When we inhale isolated coronavirus particles, more than 65% reach the deepest region of our lungs where cell damage can lead to low levels of oxygen in the blood, new research has found, and more of these aerosols reach the right lung than the left.
Lead author of the study, Dr Saidul Islam, Sydney University of Technology, said that while previous research has revealed how viral aerosols travel through the upper respiratory tract, including the nose , mouth and throat, this study was the first to examine how they circulate. the lower lungs.
“Our lungs look like tree branches that divide up to 23 times into smaller and smaller branches. Due to the complexity of this geometry, it is difficult to develop a computer simulation, but we were able to model it. happens in the first 17 generations, or branches, of the respiratory tract, ”said Dr. Islam.
“Depending on our breathing rate, between 32% and 35% of viral particles are deposited in these first 17 branches. This means that about 65% of viral particles escape to the deepest regions of our lungs, which includes the alveoli or air sacs. he said.
The alveolar system is essential for our ability to absorb oxygen, so significant amounts of virus in this area, along with the inflammation caused by our body’s immune response, can cause severe damage, reducing the amount of oxygen in the blood and increase the risk of death. .
The study also found that more viral particles are deposited in the right lung, especially the right upper lobe and right lower lobe, than in the left lung. This is due to the very asymmetric anatomical structure of the lungs and the way air circulates through the different lobes.
The research is supported by a recent study of chest CT scans of COVID-19 patients showing greater infection and disease in regions predicted by the model.
The researchers modeled three different flow rates: 7.5, 15 and 30 liters per minute. The model showed greater virus deposition at lower flow rates.
In addition to improving our understanding of coronavirus transmission, the findings have implications for the development of targeted drug delivery devices that can deliver drugs to areas of the respiratory system most affected by the virus.
“Normally, when we inhale drugs from a drug delivery device, most of it is deposited in the upper airways, and only a minimal amount of drugs can reach the targeted position of the lower airways. with diseases like COVID-19, we need to target the most affected areas, ”Dr Islam said.
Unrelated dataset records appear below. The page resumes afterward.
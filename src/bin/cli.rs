//! CityPath CLI 工具
//!
//! 交互式最短路径查询

use anyhow::Context;
use citypath::cli::{CityCompleter, Printer, Shell, ShellConfig};
use citypath::graph::GraphBuilder;
use citypath::import::{load_coordinates, load_distance_records};
use citypath::render::MapRenderer;
use citypath::types::DistanceUnit;
use citypath::CoordinateTable;
use clap::Parser;
use rustyline::history::DefaultHistory;
use rustyline::Editor;
use std::io;
use std::path::PathBuf;
use tracing::{info, warn};

#[derive(Parser, Debug)]
#[command(name = "citypath-cli")]
#[command(about = "城市最短驾驶距离查询工具")]
struct Args {
    /// 距离表 CSV（列: start,end,distance）
    #[arg(short, long, default_value = "distance_data.csv")]
    distances: PathBuf,

    /// 城市坐标表 CSV（列: city,lat,lon）
    #[arg(short, long)]
    cities: Option<PathBuf>,

    /// 距离表单位: miles, meters
    #[arg(short, long, default_value = "miles")]
    unit: DistanceUnit,

    /// 地图输出路径（默认保存到桌面）
    #[arg(short, long)]
    output: Option<PathBuf>,

    /// 不生成地图
    #[arg(long)]
    no_map: bool,

    /// 起点城市（与 --to 一起使用时只查询一次）
    #[arg(long, requires = "to")]
    from: Option<String>,

    /// 终点城市
    #[arg(long, requires = "from")]
    to: Option<String>,

    /// 日志级别（RUST_LOG 优先）
    #[arg(long, default_value = "warn")]
    log_level: String,
}

fn main() -> anyhow::Result<()> {
    let args = Args::parse();
    init_tracing(&args.log_level);

    let records = load_distance_records(&args.distances, args.unit)
        .with_context(|| format!("读取距离表失败: {}", args.distances.display()))?;
    let built = GraphBuilder::new().build(&records)?;
    if built.stats.overwritten > 0 {
        warn!(count = built.stats.overwritten, "距离表中存在重复边，已按最后一条覆盖");
    }

    let coordinates = match &args.cities {
        Some(path) => load_coordinates(path)
            .with_context(|| format!("读取坐标表失败: {}", path.display()))?,
        None => {
            info!("未提供坐标表，所有城市坐标默认为 (0, 0)");
            CoordinateTable::new()
        }
    };

    let config = ShellConfig {
        render_map: !args.no_map,
        map_output: args
            .output
            .clone()
            .unwrap_or_else(MapRenderer::default_output_path),
        renderer: MapRenderer::default(),
    };
    let shell = Shell::new(&built.index, built.graph.clone(), &coordinates, config);
    let mut stdout = io::stdout();

    // 单次查询模式
    if let (Some(from), Some(to)) = (&args.from, &args.to) {
        shell.answer_by_name(from, to, &mut stdout)?;
        return Ok(());
    }

    // 交互模式
    println!("Cities: {}", built.index.names().join(", "));
    print!(
        "{}",
        Printer::new().format_stats(built.graph.city_count(), built.graph.edge_count())
    );

    let mut editor: Editor<CityCompleter, DefaultHistory> = Editor::new()?;
    editor.set_helper(Some(CityCompleter::new(&built.index)));

    let end = shell.run(&mut editor, &mut stdout)?;
    info!(?end, "会话结束");

    Ok(())
}

fn init_tracing(level: &str) {
    let filter = tracing_subscriber::EnvFilter::try_from_default_env()
        .unwrap_or_else(|_| tracing_subscriber::EnvFilter::new(level));

    tracing_subscriber::fmt()
        .with_env_filter(filter)
        .with_writer(io::stderr)
        .init();
}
“We are working to develop devices that can target specific regions, and we also hope to build age-specific and patient-specific whole lung models to better understand how SARS CoV-2 aerosols affect individual patients,” said the co-author and group leader of the Computer Simulations and Modeling Group at UTS, Dr Suvash Saha.
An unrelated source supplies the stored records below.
//! 城市图核心模块
//!
//! 定义城市索引、邻接表和图构建器

mod builder;
mod city;
mod graph;

pub use builder::{BuildStats, BuiltGraph, DistanceRecord, GraphBuilder};
pub use city::{City, CityId, CityIndex};
pub use graph::CityGraph;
The World Health Organization recently updated its advice on the importance of aerosol transmission, warning that, as aerosols can remain airborne, overcrowded indoor environments and poorly ventilated areas present a risk. significant risk of transmission of Covid-19.
“When we use an aerosol deodorant, the smallest particles of this liquid fall on us under extreme pressure as a gas. Likewise, when an infected person speaks, sings, sneezes or coughs, the virus spreads throughout the body. ‘air and can infect those nearby,’ said Dr Saha.
The study has other applications, the researchers using portable devices to examine air quality – including the concentration of PM2.5 and PM10 and gases such as carbon dioxide, formaldehyde and carbon dioxide. sulfur – in spaces such as train cars. Researchers can then use this data to model the impact on our lungs.
The study, SARS CoV-2 aerosol: How far it can travel to the lower respiratory tract, was recently published in the journal Fluid physics.